(Balkan Sage) Violet-blue whorls of flowers and plentiful, fuzzy, basal leaves that reach an impressive length of 18 inches are two notable features about this hardy, herbaceous perennial, which is native to the Southeastern Balkan Peninsula.
Balkan Sage is found in coniferous forests, meadows and slopes from Bulgaria to Turkey's Black Sea coast. However, it is named after the 19th century Finnish plant collector Peter Forsskål, who collected botanical samples further south in Saudi Arabia.
Although deciduous in areas with cold winters, it blooms about nine months a year for us on the Northern California coast beginning in summer. Following a brief winter dormancy, it returns reliably every spring, clumping in a way that makes it look like Hosta from a distance. Yet, unlike that woodland plant, it grows well in full sun as well partial shade. It is a fine choice for a lightly shaded garden or border and is happy in the acid soil under conifers.

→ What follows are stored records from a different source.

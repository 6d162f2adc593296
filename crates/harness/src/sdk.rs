//! The narrow surface the engine needs from a generated SDK.
//!
//! Request and response types, signing and transport belong to the SDK.
//! Generated SDK types implement these traits so the engine can attach
//! retry policies, advance page cursors and point clients at the right host.

use std::sync::Arc;

use autotest_wire::TestingConfig;
use serde::de::DeserializeOwned;
use serde::Serialize;

use crate::error::ClientError;
use crate::retry::RetryPolicy;

// ──────────────────────────────────────────────
// Requests and responses
// ──────────────────────────────────────────────

/// Per-request metadata the transport reads. Never serialized.
#[derive(Debug, Clone, Default)]
pub struct RequestMetadata {
    pub retry_policy: Option<Arc<RetryPolicy>>,
}

/// A typed SDK request.
pub trait OciRequest: Serialize + DeserializeOwned + Clone + Send + Sync + 'static {
    fn request_metadata(&self) -> &RequestMetadata;
    fn request_metadata_mut(&mut self) -> &mut RequestMetadata;
}

/// A request for a list operation carrying an opaque page cursor.
pub trait PaginatedRequest: OciRequest {
    fn page(&self) -> Option<&str>;
    fn set_page(&mut self, page: Option<String>);
}

/// A list response carrying the cursor of the following page.
pub trait PaginatedResponse {
    /// The next-page token; `None` or empty ends iteration.
    fn next_page(&self) -> Option<&str>;
}

// ──────────────────────────────────────────────
// Clients
// ──────────────────────────────────────────────

/// Host selection on an SDK client.
pub trait ServiceClient {
    /// Resolve the host from a region identifier.
    fn set_region(&mut self, region: &str);
    /// Use `host` verbatim (scheme included).
    fn set_host(&mut self, host: &str);
    fn host(&self) -> &str;

    /// Point the client at `config`: a non-empty endpoint wins over the region.
    fn configure(&mut self, config: &TestingConfig) {
        match config.endpoint_override() {
            Some(endpoint) => self.set_host(endpoint),
            None => self.set_region(&config.region),
        }
    }
}

/// Second-level domain used when resolving hosts from a region.
pub const DEFAULT_DOMAIN: &str = "oraclecloud.com";

/// Host bookkeeping shared by generated clients.
///
/// `template` contains `{region}` and optionally `{domain}` placeholders,
/// e.g. `https://limits.{region}.{domain}`.
#[derive(Debug, Clone, PartialEq, Eq)]
pub struct BaseClient {
    template: String,
    host: String,
    region: Option<String>,
}

impl BaseClient {
    pub fn new(template: impl Into<String>) -> Self {
        BaseClient {
            template: template.into(),
            host: String::new(),
            region: None,
        }
    }

    /// A client for `service` using the standard host template.
    pub fn for_service(service: &str) -> Self {
        Self::new(format!("https://{}.{{region}}.{{domain}}", service))
    }

    pub fn region(&self) -> Option<&str> {
        self.region.as_deref()
    }
}

impl ServiceClient for BaseClient {
    fn set_region(&mut self, region: &str) {
        self.host = self
            .template
            .replace("{region}", region)
            .replace("{domain}", DEFAULT_DOMAIN);
        self.region = Some(region.to_string());
    }

    fn set_host(&mut self, host: &str) {
        self.host = host.to_string();
    }

    fn host(&self) -> &str {
        &self.host
    }
}

// ──────────────────────────────────────────────
// Credentials
// ──────────────────────────────────────────────

/// Source of the credentials an SDK client signs requests with.
pub trait ConfigurationProvider: Send + Sync {
    fn tenancy_ocid(&self) -> Result<String, ClientError>;
    fn user_ocid(&self) -> Result<String, ClientError>;
    fn key_fingerprint(&self) -> Result<String, ClientError>;
    fn region(&self) -> Result<String, ClientError>;

    /// `tenancy/user/fingerprint`, the key id used in request signatures.
    fn key_id(&self) -> Result<String, ClientError> {
        Ok(format!(
            "{}/{}/{}",
            self.tenancy_ocid()?,
            self.user_ocid()?,
            self.key_fingerprint()?
        ))
    }
}

/// Credentials held in memory.
#[derive(Debug, Clone, Default, PartialEq, Eq)]
pub struct StaticConfigurationProvider {
    pub tenancy: String,
    pub user: String,
    pub fingerprint: String,
    pub region: String,
}

impl ConfigurationProvider for StaticConfigurationProvider {
    fn tenancy_ocid(&self) -> Result<String, ClientError> {
        Ok(self.tenancy.clone())
    }

    fn user_ocid(&self) -> Result<String, ClientError> {
        Ok(self.user.clone())
    }

    fn key_fingerprint(&self) -> Result<String, ClientError> {
        Ok(self.fingerprint.clone())
    }

    fn region(&self) -> Result<String, ClientError> {
        Ok(self.region.clone())
    }
}

/// Credentials read from `<PREFIX>_TENANCY_OCID`, `<PREFIX>_USER_OCID`,
/// `<PREFIX>_FINGERPRINT` and `<PREFIX>_REGION`.
#[derive(Debug, Clone, PartialEq, Eq)]
pub struct EnvConfigurationProvider {
    prefix: String,
}

impl EnvConfigurationProvider {
    pub fn new(prefix: impl Into<String>) -> Self {
        EnvConfigurationProvider {
            prefix: prefix.into(),
        }
    }

    fn read(&self, suffix: &str) -> Result<String, ClientError> {
        let key = format!("{}_{}", self.prefix, suffix);
        std::env::var(&key)
            .ok()
            .filter(|v| !v.is_empty())
            .ok_or_else(|| ClientError::Config(format!("environment variable {} is not set", key)))
    }
}

impl Default for EnvConfigurationProvider {
    fn default() -> Self {
        Self::new("OCI")
    }
}

impl ConfigurationProvider for EnvConfigurationProvider {
    fn tenancy_ocid(&self) -> Result<String, ClientError> {
        self.read("TENANCY_OCID")
    }

    fn user_ocid(&self) -> Result<String, ClientError> {
        self.read("USER_OCID")
    }

    fn key_fingerprint(&self) -> Result<String, ClientError> {
        self.read("FINGERPRINT")
    }

    fn region(&self) -> Result<String, ClientError> {
        self.read("REGION")
    }
}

(Mother Fern) Ferns are low-maintenance plants that add a tropical look to the Salvia garden. This one grows well in USDA Zones 9 to 11. Mother Fern, which has a graceful, arching look and finely cut fronds, loves partial to full shade and lots of water. This makes it an excellent choice for damp, shady Southeastern gardens.
Due to its arching nature, Mother Fern only measures 24 inches tall and looks particularly pretty with short Asian woodland sages and Salvias for warmer winter climes, such as the Rosy Bract Sage (Salvia rubiginosa), which has cool, violet-blue flowers. In addition to ample water, Mother Fern needs rich soil.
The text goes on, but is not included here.